Glad to hear that all of you are working from real-world writing spaces (as well as the authors in the article Olivander pointed out.) Ok, mpc, you've made a point. Perhaps this pipe dream is basically a flavor of Uninterrupted Time to Write. Back to my bag of excuses...

I have a nano novel I have been meaning to rewrite. Might be time to drag that sucker out now that my perfect writing desk stalling tactic has been deflated :-)

Elizabeth H. said...

I have two desks in this house: one in my "office" which holds the computer, the printer, the scanner, a bunch of books, and a very pretty and generally cranky betta fish. I spend most of my time at this desk being distracted by the Internets and music and the betta fish strutting his stuff.

I have a second desk that contains Bernard-the-SG-3, bunches of paper, and almost nothing else. When I'm typing, I get a lot more done there.

But I did most of NaNo by hand, in a notebook, either on the table at my favoritest coffee joint in the whole wide universe (Mud Bay Coffee Roasters), or the table at work, or my very cluttered kitchen table at home. Or in bed, just before giving up for the night. Did a lot of writing with the book propped on my knee that way. So much for dedicated spaces.

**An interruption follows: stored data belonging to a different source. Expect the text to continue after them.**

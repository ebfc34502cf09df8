//! Ollama LLM client implementation.

use ollama_rs::generation::completion::request::GenerationRequest as OllamaRequest;
use ollama_rs::models::ModelOptions as GenerationOptions;
use ollama_rs::Ollama;

use crate::ChronicleDriver;
use chronicle_core::{GenerateRequest, GenerateResponse, Role};
use chronicle_error::{ChronicleResult, GenerationError, GenerationErrorKind};
use tracing::{debug, info, instrument, warn};

/// Ollama LLM client for local model execution.
#[derive(Debug, Clone)]
pub struct OllamaClient {
    /// Ollama client instance
    client: Ollama,

    /// Model name (e.g., "llama3.2", "mistral")
    model_name: String,

    /// Ollama server URL
    base_url: String,
}

impl OllamaClient {
    /// Create a new Ollama client with default localhost connection.
    #[instrument(name = "ollama_client_new")]
    pub fn new(model_name: impl Into<String> + std::fmt::Debug) -> ChronicleResult<Self> {
        Self::new_with_url(model_name, "http://localhost:11434")
    }

    /// Create a new Ollama client with custom server URL.
    #[instrument(name = "ollama_client_new_with_url")]
    pub fn new_with_url(
        model_name: impl Into<String> + std::fmt::Debug,
        base_url: impl Into<String> + std::fmt::Debug,
    ) -> ChronicleResult<Self> {
        let model_name = model_name.into();
        let base_url = base_url.into();

        info!(
            model = %model_name,
            url = %base_url,
            "Creating Ollama client"
        );

        let (host, port) = split_host_port(&base_url);
        let client = Ollama::new(host, port);

        Ok(Self {
            client,
            model_name,
            base_url,
        })
    }

    /// Check if the Ollama server is running and the model is available.
    #[instrument(skip(self))]
    pub async fn validate(&self) -> ChronicleResult<()> {
        debug!("Validating Ollama server and model availability");

        match self.client.list_local_models().await {
            Ok(models) => {
                debug!(count = models.len(), "Found local models");

                let model_exists = models.iter().any(|m| m.name.contains(&self.model_name));

                if !model_exists {
                    warn!(
                        model = %self.model_name,
                        available = ?models.iter().map(|m| &m.name).collect::<Vec<_>>(),
                        "Model not found locally"
                    );

                    return Err(GenerationError::new(GenerationErrorKind::ModelNotFound(
                        self.model_name.clone(),
                    ))
                    .into());
                }

                info!("Ollama server and model validated");
                Ok(())
            }
            Err(e) => {
                warn!(error = %e, "Failed to connect to Ollama server");
                Err(GenerationError::new(GenerationErrorKind::ServerUnavailable(
                    self.base_url.clone(),
                ))
                .into())
            }
        }
    }
}

const DEFAULT_OLLAMA_PORT: u16 = 11434;

/// Split a configured server URL into host and port, defaulting the port
/// when the URL carries none.
fn split_host_port(base_url: &str) -> (String, u16) {
    if let Some(idx) = base_url.rfind(':') {
        if let Ok(port) = base_url[idx + 1..].parse::<u16>() {
            return (base_url[..idx].to_string(), port);
        }
    }
    (base_url.to_string(), DEFAULT_OLLAMA_PORT)
}

/// Flatten conversation messages into a single prompt.
///
/// Ollama's completion endpoint takes one prompt string; system content goes
/// first, then user turns in order.
fn messages_to_prompt(request: &GenerateRequest) -> String {
    let mut prompt = String::new();
    for message in &request.messages {
        match message.role {
            Role::System => {
                prompt.push_str(&message.content);
                prompt.push_str("\n\n");
            }
            Role::User | Role::Assistant => {
                prompt.push_str(&message.content);
                prompt.push('\n');
            }
        }
    }
    prompt
}

#[async_trait::async_trait]
impl ChronicleDriver for OllamaClient {
    #[instrument(skip(self, request))]
    async fn generate(&self, request: &GenerateRequest) -> ChronicleResult<GenerateResponse> {
        debug!("Generating with Ollama");

        let prompt = messages_to_prompt(request);

        debug!(prompt_length = prompt.len(), "Converted messages to prompt");

        let mut options = GenerationOptions::default();
        if let Some(temperature) = request.temperature {
            options = options.temperature(temperature);
        }
        if let Some(max_tokens) = request.max_tokens {
            options = options.num_predict(max_tokens as i32);
        }

        let ollama_req = OllamaRequest::new(self.model_name.clone(), prompt).options(options);

        let response = self
            .client
            .generate(ollama_req)
            .await
            .map_err(|e| GenerationError::new(GenerationErrorKind::Api(e.to_string())))?;

        debug!(
            response_length = response.response.len(),
            "Received response from Ollama"
        );

        Ok(GenerateResponse {
            text: response.response,
        })
    }

    fn provider_name(&self) -> &'static str {
        "ollama"
    }

    fn model_name(&self) -> &str {
        &self.model_name
    }
}
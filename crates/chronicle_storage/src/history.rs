//! Append-only posting history.

use chrono::{DateTime, Utc};
use chronicle_core::PostRecord;
use chronicle_error::{ChronicleResult, JsonError, StorageError, StorageErrorKind};
use serde::{Deserialize, Serialize};
use std::collections::BTreeSet;
use std::path::{Path, PathBuf};

/// Persistence seam for posting history.
///
/// The workflow driver only talks to this trait, so the flat-file backend can
/// later be swapped for a proper datastore without touching workflow logic.
#[async_trait::async_trait]
pub trait HistoryStore: Send + Sync {
    /// All records, oldest first.
    async fn records(&self) -> ChronicleResult<Vec<PostRecord>>;

    /// Append one record. Fails on a duplicate day or a write error; exactly
    /// one append happens per successful publish.
    async fn append(&self, record: PostRecord) -> ChronicleResult<()>;

    /// The set of days that have a record.
    async fn posted_days(&self) -> ChronicleResult<BTreeSet<u32>> {
        Ok(self.records().await?.iter().map(|r| r.day).collect())
    }

    /// The most recent `count` records, oldest of them first.
    async fn recent(&self, count: usize) -> ChronicleResult<Vec<PostRecord>> {
        let records = self.records().await?;
        let skip = records.len().saturating_sub(count);
        Ok(records.into_iter().skip(skip).collect())
    }
}

/// On-disk shape of the history file.
#[derive(Debug, Default, Serialize, Deserialize)]
struct HistoryFile {
    posted: Vec<PostRecord>,
    last_updated: Option<DateTime<Utc>>,
    total_posts: usize,
}

/// Flat-file history store backed by a single JSON document.
///
/// Every query rereads the file, so derived state (the next unposted day)
/// always reflects what is actually persisted. Writes go to a temp file
/// first, then rename, so a crash mid-write cannot corrupt existing history.
#[derive(Debug, Clone)]
pub struct JsonHistoryStore {
    path: PathBuf,
}

impl JsonHistoryStore {
    /// Create a store at the given path, creating the parent directory and
    /// an empty history file if none exists.
    #[tracing::instrument(skip(path), fields(path = %path.as_ref().display()))]
    pub async fn new(path: impl AsRef<Path>) -> ChronicleResult<Self> {
        let path = path.as_ref().to_path_buf();

        if let Some(parent) = path.parent() {
            tokio::fs::create_dir_all(parent).await.map_err(|e| {
                StorageError::new(StorageErrorKind::DirectoryCreation(format!(
                    "{}: {}",
                    parent.display(),
                    e
                )))
            })?;
        }

        let store = Self { path };

        if !tokio::fs::try_exists(&store.path).await.unwrap_or(false) {
            store.write_file(&HistoryFile::default()).await?;
            tracing::info!(path = %store.path.display(), "Created empty history file");
        }

        Ok(store)
    }

    async fn read_file(&self) -> ChronicleResult<HistoryFile> {
        let raw = tokio::fs::read_to_string(&self.path).await.map_err(|e| {
            StorageError::new(StorageErrorKind::FileRead(format!(
                "{}: {}",
                self.path.display(),
                e
            )))
        })?;

        let file = serde_json::from_str(&raw)
            .map_err(|e| StorageError::new(StorageErrorKind::Malformed(e.to_string())))?;
        Ok(file)
    }

    async fn write_file(&self, file: &HistoryFile) -> ChronicleResult<()> {
        let raw =
            serde_json::to_string_pretty(file).map_err(|e| JsonError::new(e.to_string()))?;

        // Temp file + rename keeps the previous history intact on a failed write.
        let temp_path = self.path.with_extension("tmp");
        tokio::fs::write(&temp_path, raw).await.map_err(|e| {
            StorageError::new(StorageErrorKind::Persistence(format!(
                "{}: {}",
                temp_path.display(),
                e
            )))
        })?;

        tokio::fs::rename(&temp_path, &self.path).await.map_err(|e| {
            StorageError::new(StorageErrorKind::Persistence(format!(
                "rename {} to {}: {}",
                temp_path.display(),
                self.path.display(),
                e
            )))
        })?;

        Ok(())
    }
}

#[async_trait::async_trait]
impl HistoryStore for JsonHistoryStore {
    #[tracing::instrument(skip(self))]
    async fn records(&self) -> ChronicleResult<Vec<PostRecord>> {
        Ok(self.read_file().await?.posted)
    }

    #[tracing::instrument(skip(self, record), fields(day = record.day))]
    async fn append(&self, record: PostRecord) -> ChronicleResult<()> {
        let mut file = self.read_file().await?;

        if file.posted.iter().any(|r| r.day == record.day) {
            return Err(StorageError::new(StorageErrorKind::DuplicateDay(record.day)).into());
        }

        let day = record.day;
        file.posted.push(record);
        file.total_posts = file.posted.len();
        file.last_updated = Some(Utc::now());

        self.write_file(&file).await?;

        tracing::info!(day, total = file.total_posts, "Recorded post");
        Ok(())
    }
}
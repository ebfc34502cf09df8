//! Request and response types for LLM generation.

use crate::Message;
use serde::{Deserialize, Serialize};

/// Generic generation request.
///
/// # Examples
///
/// ```
/// use chronicle_core::{GenerateRequest, Message};
///
/// let request = GenerateRequest {
///     messages: vec![Message::user("Hello!")],
///     max_tokens: Some(800),
///     temperature: Some(0.8),
///     model: Some("llama3.2".to_string()),
/// };
///
/// assert_eq!(request.messages.len(), 1);
/// ```
#[derive(Debug, Clone, PartialEq, Serialize, Deserialize, Default)]
pub struct GenerateRequest {
    /// The conversation messages to send
    pub messages: Vec<Message>,
    /// Maximum number of tokens to generate
    pub max_tokens: Option<u32>,
    /// Sampling temperature (0.0 to 1.0)
    pub temperature: Option<f32>,
    /// Model identifier to use
    pub model: Option<String>,
}

/// The unified response object.
///
/// # Examples
///
/// ```
/// use chronicle_core::GenerateResponse;
///
/// let response = GenerateResponse {
///     text: "Here is today's story...".to_string(),
/// };
///
/// assert!(!response.text.is_empty());
/// ```
#[derive(Debug, Clone, PartialEq, Serialize, Deserialize)]
pub struct GenerateResponse {
    /// The generated text
    pub text: String,
}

I struggle a LOT with showing my writing to anyone. I mean...who do you show? My family will either tell me it's garbage (brothers in particular are good at this, I'd say) or pat me on the head and tell me I'm so smart and clever and no, they don't want to point out all the big boo-boos. Not to mention that I'd feel funny about revealing some parts of myself even to family. Know what I mean? Not that my stories have anything *bad* in them, but...I'd feel really weird about showing my brother stories where I, the author, am obviously in love with the main guy, or where I'm stealing characteristics and childhood stories from friends and relatives.

That goes double for the co-workers. And most of my co-workers and friends are not big readers. So...who does that leave? Random strangers at the book store?

I still have a ton of re-writing to do before any of this becomes an issue, of course. That goes for my other stories, too.

typograph said...

I'd be happy just to have a sturdy typing stand and a place to put it, so I don't have to pack up my SM9 every time I'm finished.

Teri said...

I have a desk, but think I am going to bring over an even larger one and ditch the small one. I'm trying to weed the furniture collection down to manageable size. I usually use the typewriters on the kitchen table, a big round oak one.

Didn't finish Nano this year. Well there's always next November. I've still got the story to work on and will complete the story I did last year too.